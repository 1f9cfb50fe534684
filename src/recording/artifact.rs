//! Recording artifact assembly
//!
//! The archived recording is a single byte stream of length-prefixed media
//! chunks (mixed audio and passthrough video interleaved in arrival order).
//! `RecordingArtifact` is the append-only accumulator; finalizing consumes
//! it, so an artifact can be sealed exactly once and is immutable after.

use anyhow::{bail, Result};
use chrono::{DateTime, Utc};

/// Content type the upload endpoint receives for the chunk log.
pub const RECORDING_CONTENT_TYPE: &str = "application/octet-stream";

/// Which track a chunk belongs to.
#[derive(Debug, Clone, Copy, PartialEq, Eq)]
pub enum MediaKind {
    Audio,
    Video,
}

impl MediaKind {
    pub fn tag(&self) -> u8 {
        match self {
            MediaKind::Audio => 0x01,
            MediaKind::Video => 0x02,
        }
    }

    pub fn from_tag(tag: u8) -> Option<Self> {
        match tag {
            0x01 => Some(MediaKind::Audio),
            0x02 => Some(MediaKind::Video),
            _ => None,
        }
    }
}

/// One timestamped chunk of recorded media.
///
/// Wire layout: tag byte, timestamp in ms (u64 LE), payload length (u32 LE),
/// payload bytes.
#[derive(Debug, Clone, PartialEq)]
pub struct MediaChunk {
    pub kind: MediaKind,
    pub timestamp_ms: u64,
    pub payload: Vec<u8>,
}

impl MediaChunk {
    pub fn audio(timestamp_ms: u64, payload: Vec<u8>) -> Self {
        Self {
            kind: MediaKind::Audio,
            timestamp_ms,
            payload,
        }
    }

    pub fn video(timestamp_ms: u64, payload: Vec<u8>) -> Self {
        Self {
            kind: MediaKind::Video,
            timestamp_ms,
            payload,
        }
    }

    pub fn encoded_len(&self) -> usize {
        1 + 8 + 4 + self.payload.len()
    }

    pub fn encode_into(&self, out: &mut Vec<u8>) {
        out.push(self.kind.tag());
        out.extend_from_slice(&self.timestamp_ms.to_le_bytes());
        out.extend_from_slice(&(self.payload.len() as u32).to_le_bytes());
        out.extend_from_slice(&self.payload);
    }

    /// Parse every chunk out of an encoded recording.
    pub fn decode_all(mut bytes: &[u8]) -> Result<Vec<MediaChunk>> {
        let mut chunks = Vec::new();
        while !bytes.is_empty() {
            if bytes.len() < 13 {
                bail!("truncated chunk header ({} bytes left)", bytes.len());
            }
            let Some(kind) = MediaKind::from_tag(bytes[0]) else {
                bail!("unknown chunk tag 0x{:02x}", bytes[0]);
            };
            let timestamp_ms = u64::from_le_bytes(bytes[1..9].try_into()?);
            let len = u32::from_le_bytes(bytes[9..13].try_into()?) as usize;
            if bytes.len() < 13 + len {
                bail!("truncated chunk payload (want {}, have {})", len, bytes.len() - 13);
            }
            chunks.push(MediaChunk {
                kind,
                timestamp_ms,
                payload: bytes[13..13 + len].to_vec(),
            });
            bytes = &bytes[13 + len..];
        }
        Ok(chunks)
    }
}

/// Append-only chunk accumulator for one interview attempt.
///
/// Single-writer by construction: the append task owns it exclusively while
/// recording, and `finalize` takes it by value so sealing can happen once.
#[derive(Debug)]
pub struct RecordingArtifact {
    code: String,
    chunks: Vec<MediaChunk>,
    started_at: DateTime<Utc>,
}

impl RecordingArtifact {
    pub fn new(code: impl Into<String>) -> Self {
        Self {
            code: code.into(),
            chunks: Vec::new(),
            started_at: Utc::now(),
        }
    }

    pub fn append(&mut self, chunk: MediaChunk) {
        self.chunks.push(chunk);
    }

    pub fn is_empty(&self) -> bool {
        self.chunks.is_empty()
    }

    pub fn chunk_count(&self) -> usize {
        self.chunks.len()
    }

    /// Seal the artifact into its uploadable form.
    pub fn finalize(self) -> FinalRecording {
        let mut bytes = Vec::with_capacity(self.chunks.iter().map(MediaChunk::encoded_len).sum());
        let mut audio_bytes = 0usize;
        let mut video_frames = 0usize;
        for chunk in &self.chunks {
            match chunk.kind {
                MediaKind::Audio => audio_bytes += chunk.payload.len(),
                MediaKind::Video => video_frames += 1,
            }
            chunk.encode_into(&mut bytes);
        }

        FinalRecording {
            code: self.code,
            bytes,
            chunk_count: self.chunks.len(),
            audio_bytes,
            video_frames,
            started_at: self.started_at,
            finalized_at: Utc::now(),
        }
    }
}

/// The sealed recording handed to the upload collaborator.
#[derive(Debug, Clone)]
pub struct FinalRecording {
    pub code: String,
    pub bytes: Vec<u8>,
    pub chunk_count: usize,
    pub audio_bytes: usize,
    pub video_frames: usize,
    pub started_at: DateTime<Utc>,
    pub finalized_at: DateTime<Utc>,
}

impl FinalRecording {
    /// File name the upload carries, keyed by interview code.
    pub fn file_name(&self) -> String {
        format!("{}-recording.mlog", self.code)
    }

    pub fn size_bytes(&self) -> usize {
        self.bytes.len()
    }
}
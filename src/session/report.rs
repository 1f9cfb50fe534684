use serde::Serialize;
use std::sync::{Arc, Mutex};

/// The user-visible end-of-interview message.
#[derive(Debug, Clone, Serialize)]
pub struct EndMessage {
    pub text: String,
    pub is_error: bool,
}

/// Shared end-state message cell.
///
/// Written from whichever path finishes last (teardown, then the upload
/// task); later writes replace earlier ones, mirroring a status line.
#[derive(Clone, Default)]
pub struct EndReport {
    inner: Arc<Mutex<Option<EndMessage>>>,
}

impl EndReport {
    pub fn new() -> Self {
        Self::default()
    }

    pub fn set(&self, text: impl Into<String>, is_error: bool) {
        if let Ok(mut slot) = self.inner.lock() {
            *slot = Some(EndMessage {
                text: text.into(),
                is_error,
            });
        }
    }

    pub fn current(&self) -> Option<EndMessage> {
        self.inner.lock().ok().and_then(|slot| slot.clone())
    }
}
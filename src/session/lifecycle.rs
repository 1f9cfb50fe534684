use serde::Serialize;
use std::sync::{Arc, Mutex};

/// Interview attempt states.
///
/// `Idle -> Connecting -> Active -> Ended`, with `Error` reachable from the
/// setup states. `Ended` and `Error` are terminal for an attempt; a new
/// attempt means a fresh controller and a re-fetched config.
#[derive(Debug, Clone, Copy, PartialEq, Eq, Serialize)]
#[serde(rename_all = "snake_case")]
pub enum Lifecycle {
    Idle,
    Connecting,
    Active,
    Ended,
    Error,
}

impl Lifecycle {
    pub fn is_terminal(&self) -> bool {
        matches!(self, Lifecycle::Ended | Lifecycle::Error)
    }
}

/// Why an interview ended.
#[derive(Debug, Clone, Copy, PartialEq, Eq, Serialize)]
#[serde(rename_all = "snake_case")]
pub enum EndReason {
    /// The candidate (or an operator) stopped the interview.
    UserStop,
    /// The countdown reached zero.
    TimeLimit,
    /// The agent closed the stream or the transport failed.
    StreamClosed,
}

/// First-writer-wins cell recording why the interview ended.
///
/// Multiple paths race to end a session (stop request, timer expiry, the
/// stream closing); the first one to record a reason is the cause, and the
/// others observing the closed connection must not overwrite it.
#[derive(Clone, Default)]
pub struct EndReasonCell {
    inner: Arc<Mutex<Option<EndReason>>>,
}

impl EndReasonCell {
    pub fn new() -> Self {
        Self::default()
    }

    pub fn set(&self, reason: EndReason) {
        if let Ok(mut slot) = self.inner.lock() {
            if slot.is_none() {
                *slot = Some(reason);
            }
        }
    }

    pub fn get(&self) -> Option<EndReason> {
        self.inner.lock().ok().and_then(|slot| *slot)
    }
}
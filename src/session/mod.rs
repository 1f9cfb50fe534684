//! Interview session management

pub mod config;
pub mod controller;
pub mod lifecycle;
pub mod report;
pub mod timer;
pub mod transcript;

pub use config::InterviewConfig;
pub use controller::{
    InterviewSummary, SessionController, SessionHandle, SessionSettings, SessionStatus,
};
pub use lifecycle::{EndReason, EndReasonCell, Lifecycle};
pub use report::{EndMessage, EndReport};
pub use timer::{
    format_clock, spawn_countdown, InterviewTimer, TimerHandle, TimerTick, DEFAULT_INTERVIEW_SECS,
};
pub use transcript::{Speaker, TranscriptEntry, TranscriptLog};
//! Media capture collaborators
//!
//! The engine treats the candidate's devices as an external seam: a capture
//! backend delivers microphone audio (and optionally webcam video) over
//! bounded channels and releases the devices on `stop()`. Video packets are
//! opaque; they pass through untouched and are only multiplexed into the
//! archival recording.
//!
//! Shipped backends:
//! - File: plays a WAV file as the microphone (testing/batch)
//! - Silence: paced zero frames for device-less development

mod file;
mod silence;

pub use file::FileBackend;
pub use silence::SilenceBackend;

use anyhow::Result;
use std::path::PathBuf;
use tokio::sync::mpsc;

use crate::audio::{AudioFrame, TRANSPORT_SAMPLE_RATE};

/// One opaque encoded video packet from the webcam.
#[derive(Debug, Clone)]
pub struct VideoFrame {
    /// Encoded packet bytes, passed through unmodified.
    pub data: Vec<u8>,
    /// Timestamp in milliseconds since capture started.
    pub timestamp_ms: u64,
}

/// The live feeds a backend produces once started.
pub struct CaptureStreams {
    /// Microphone audio in capture order.
    pub audio: mpsc::Receiver<AudioFrame>,
    /// Webcam video, if this backend has a camera.
    pub video: Option<mpsc::Receiver<VideoFrame>>,
}

/// Configuration for capture backends.
#[derive(Debug, Clone)]
pub struct CaptureConfig {
    /// Target sample rate; the transport runs at 24kHz.
    pub sample_rate: u32,
    /// Target channel count (1 = mono).
    pub channels: u16,
    /// Frame size in milliseconds (affects latency).
    pub frame_duration_ms: u64,
    /// Deliver frames at wall-clock pace. Disabled for batch test runs.
    pub pace: bool,
}

impl Default for CaptureConfig {
    fn default() -> Self {
        Self {
            sample_rate: TRANSPORT_SAMPLE_RATE,
            channels: 1,
            frame_duration_ms: 100,
            pace: true,
        }
    }
}

impl CaptureConfig {
    /// Samples per frame at the configured rate.
    pub fn frame_samples(&self) -> usize {
        (self.sample_rate as u64 * self.frame_duration_ms / 1000) as usize
            * self.channels as usize
    }
}

/// Media capture backend trait.
///
/// Starting grants the "device"; stopping releases it. A backend may be
/// started at most once per interview attempt.
#[async_trait::async_trait]
pub trait CaptureBackend: Send + Sync {
    /// Acquire the device and start delivering frames.
    async fn start(&mut self) -> Result<CaptureStreams>;

    /// Release the device. Closing the audio channel signals end of stream.
    async fn stop(&mut self) -> Result<()>;

    /// Whether the backend is currently delivering frames.
    fn is_capturing(&self) -> bool;

    /// Backend name for logging.
    fn name(&self) -> &str;
}

/// Capture source selection.
#[derive(Debug, Clone)]
pub enum CaptureSource {
    /// Paced silence (device-less development).
    Silence,
    /// WAV file played as the microphone.
    File(PathBuf),
    /// Real microphone + webcam.
    Microphone,
}

/// Capture backend factory.
pub struct CaptureFactory;

impl CaptureFactory {
    pub fn create(source: CaptureSource, config: CaptureConfig) -> Result<Box<dyn CaptureBackend>> {
        match source {
            CaptureSource::Silence => Ok(Box::new(SilenceBackend::new(config))),
            CaptureSource::File(path) => Ok(Box::new(FileBackend::new(path, config))),
            CaptureSource::Microphone => {
                anyhow::bail!(
                    "Microphone capture requires a platform audio integration; \
                     use the file or silence source"
                )
            }
        }
    }
}

#[cfg(test)]
mod tests {
    use super::*;

    #[test]
    fn test_frame_samples_at_transport_rate() {
        let config = CaptureConfig::default();
        assert_eq!(config.frame_samples(), 2400); // 100ms at 24kHz mono
    }

    #[test]
    fn test_factory_rejects_microphone_source() {
        let result = CaptureFactory::create(CaptureSource::Microphone, CaptureConfig::default());
        assert!(result.is_err());
    }

    #[test]
    fn test_factory_builds_silence_backend() {
        let backend =
            CaptureFactory::create(CaptureSource::Silence, CaptureConfig::default()).unwrap();
        assert_eq!(backend.name(), "silence");
        assert!(!backend.is_capturing());
    }
}
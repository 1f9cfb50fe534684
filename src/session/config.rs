use anyhow::{bail, Result};
use serde::{Deserialize, Serialize};

/// Configuration for one interview, fetched by code from the backend.
///
/// Immutable after fetch; the controller owns one copy for the lifetime of
/// an attempt. Field names follow the backend's JSON (camelCase). The code
/// is not part of the fetched body, so it defaults to empty and is filled in
/// by the fetcher.
#[derive(Debug, Clone, Serialize, Deserialize)]
#[serde(rename_all = "camelCase")]
pub struct InterviewConfig {
    #[serde(default)]
    pub code: String,

    /// Realtime endpoint URL.
    pub endpoint: String,

    /// Credential for the realtime endpoint.
    pub api_key: String,

    /// Model deployment identity.
    pub deployment: String,

    /// Interviewer instructions sent as the session's system prompt.
    pub system_prompt: String,

    /// Agent voice identity (e.g. "coral").
    pub voice: String,

    /// Optional sampling temperature.
    #[serde(default, skip_serializing_if = "Option::is_none")]
    pub temperature: Option<f64>,
}

impl InterviewConfig {
    /// Reject configs the interview cannot run with. Voice is allowed to be
    /// empty; the agent falls back to its default voice.
    pub fn validate(&self) -> Result<()> {
        for (field, value) in [
            ("endpoint", &self.endpoint),
            ("apiKey", &self.api_key),
            ("deployment", &self.deployment),
            ("systemPrompt", &self.system_prompt),
        ] {
            if value.trim().is_empty() {
                bail!("incomplete interview configuration: {} is missing", field);
            }
        }
        Ok(())
    }
}

#[cfg(test)]
mod tests {
    use super::*;

    fn full_config() -> InterviewConfig {
        InterviewConfig {
            code: "tide".to_string(),
            endpoint: "wss://example.test/realtime".to_string(),
            api_key: "secret".to_string(),
            deployment: "gpt-4o-realtime".to_string(),
            system_prompt: "Ask about X".to_string(),
            voice: "coral".to_string(),
            temperature: Some(0.8),
        }
    }

    #[test]
    fn test_parses_backend_response_shape() {
        let body = r#"{
            "endpoint": "wss://example.test/realtime",
            "apiKey": "secret",
            "deployment": "gpt-4o-realtime",
            "voice": "coral",
            "systemPrompt": "Ask about X"
        }"#;
        let mut config: InterviewConfig = serde_json::from_str(body).unwrap();
        assert_eq!(config.code, "");
        assert_eq!(config.voice, "coral");
        assert!(config.temperature.is_none());

        config.code = "tide".to_string();
        assert!(config.validate().is_ok());
    }

    #[test]
    fn test_validate_rejects_missing_fields() {
        let mut config = full_config();
        config.api_key = String::new();
        let err = config.validate().unwrap_err();
        assert!(err.to_string().contains("apiKey"));
    }

    #[test]
    fn test_empty_voice_is_allowed() {
        let mut config = full_config();
        config.voice = String::new();
        assert!(config.validate().is_ok());
    }
}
········
### Exercise description
Look through the records for the word "MediaKind". Every line that has it should be copied.

### Written reply
pub enum MediaKind {
impl MediaKind {
            MediaKind::Audio => 0x01,
            MediaKind::Video => 0x02,
            0x01 => Some(MediaKind::Audio),
            0x02 => Some(MediaKind::Video),
    pub kind: MediaKind,
            kind: MediaKind::Audio,
            kind: MediaKind::Video,
            let Some(kind) = MediaKind::from_tag(bytes[0]) else {
                MediaKind::Audio => audio_bytes += chunk.payload.len(),
                MediaKind::Video => video_frames += 1,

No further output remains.